You’ll find one of the nicest views on the east side of the Cabot Trail after you’ve climbed up Smokey Mountain. Just off the highway, Cape Smokey Picnic Park offers a place to eat, and a great view of the Atlantic, and the coastline to the south. You can also hike from here, if you don’t mind losing (and then regaining) a lot of elevation.
Smokey Mountain is located along the Cabot Trail, just south and east of the community of Ingonish. The turnoff to Cape Smokey Provincial Park is well-marked, just as you reach the top of the hill.
The Cabot Trail is a great scenic drive, as you head north from its junction with Trans Canada Highway 105. The road stays close to the coast for most of the way, although you can’t always see the water, which is why I didn’t make any stops for a while (except for snacks at a general store in Wreck Cove). You can take a look at this entire portion of the road, in the Drivelapse video below.
Eventually, the road begins a dramatic climb uphill — and that’s how you know you’ve reached Smokey Mountain. Just before the top, you can take a look back at the coastline, and the highway, to the south. Once the road tops out…
… you’ll see the exit to Cape Smokey Park. Drive out to the parking lot, then walk just a short distance…
… and you’ll discover a really nice view looking south. Here, you can not only see the road you just drove up, but also Boularderie Island, and maybe even Sydney Harbour. Just hike down to the fence, and then follow the fence downhill a bit, for the best view.
I’ve read that there’s a hiking trail that begins at the Cape Smokey parking lot. If you take that trail, you’ll drop down the side of Cape Smokey to several good lookout points. But then, you’ll have to hike back up again — a prospect that might make this trail a little less fun.

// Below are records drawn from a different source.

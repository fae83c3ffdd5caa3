use reqwest::Client as HttpClient;
use url::Url;

use crate::app::AppConfig;
use crate::error::{AppError, Result};

/// Builds and downloads initials avatars. The endpoint is treated as
/// opaque; only the seed varies between requests.
#[derive(Debug, Clone)]
pub struct AvatarClient {
    http: HttpClient,
    base: Url,
}

impl AvatarClient {
    pub fn from_config(config: &AppConfig) -> Result<Self> {
        let base = Url::parse(&format!(
            "{}/{}",
            config.avatar_endpoint.trim_end_matches('/'),
            config.avatar_format
        ))?;
        let http = HttpClient::builder()
            .timeout(std::time::Duration::from_secs(5))
            .build()?;
        Ok(Self { http, base })
    }

    pub fn url_for(&self, seed: &str) -> Url {
        let mut url = self.base.clone();
        url.query_pairs_mut().clear().append_pair("seed", seed);
        url
    }

    pub async fn fetch(&self, seed: &str) -> Result<Vec<u8>> {
        let resp = self.http.get(self.url_for(seed)).send().await?;
        if !resp.status().is_success() {
            return Err(AppError::Status(resp.status().as_u16()));
        }
        Ok(resp.bytes().await?.to_vec())
    }
}

#[cfg(test)]
mod tests {
    use super::*;

    fn client() -> AvatarClient {
        AvatarClient::from_config(&AppConfig::default()).unwrap()
    }

    #[test]
    fn url_is_keyed_by_seed() {
        assert_eq!(
            client().url_for("AS").as_str(),
            "https://api.dicebear.com/7.x/initials/png?seed=AS"
        );
    }

    #[test]
    fn seed_is_query_encoded() {
        assert_eq!(
            client().url_for("Pizza Hub&co").query(),
            Some("seed=Pizza+Hub%26co")
        );
    }

    #[test]
    fn trailing_slash_on_endpoint_is_tolerated() {
        let config = AppConfig {
            avatar_endpoint: "https://avatars.example.com/initials/".into(),
            avatar_format: "svg".into(),
            ..AppConfig::default()
        };
        let client = AvatarClient::from_config(&config).unwrap();
        assert_eq!(
            client.url_for("dribbble").as_str(),
            "https://avatars.example.com/initials/svg?seed=dribbble"
        );
    }

    #[test]
    fn bad_endpoint_is_reported() {
        let config = AppConfig { avatar_endpoint: "not a url".into(), ..AppConfig::default() };
        assert!(matches!(AvatarClient::from_config(&config), Err(AppError::AvatarUrl(_))));
    }
}
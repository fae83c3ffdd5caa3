mod app;
mod auth;
mod bank;
mod chat;
mod error;
mod notify;
mod ui;
mod utils;

use adw::prelude::*;
use adw::Application;

fn main() -> glib::ExitCode {
    env_logger::init();
    log::info!("starting Alltius dashboard");

    let app = Application::builder()
        .application_id("com.alltius.Dashboard")
        .build();
    app.connect_activate(|app| {
        crate::app::build_ui(app);
    });
    app.run()
}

I wasn’t thinking about hiking Cape Smokey — I had other plans. Specifically…
… another hike that’s just up the road. There’s a narrow peninsula that splits the bay at Ingonish in two. You can drive about halfway out it (to the fancy Keltic Lodge at the Highlands) and then walk the rest of the way to the end. Once I got there, I found a rock, put my feet up, and admired the view of Cape Smokey, which you can see in the distance. I’ll tell you more about that hike on the next page.
Here’s a look at the drive from Trans Canada 105 to Cape Smokey…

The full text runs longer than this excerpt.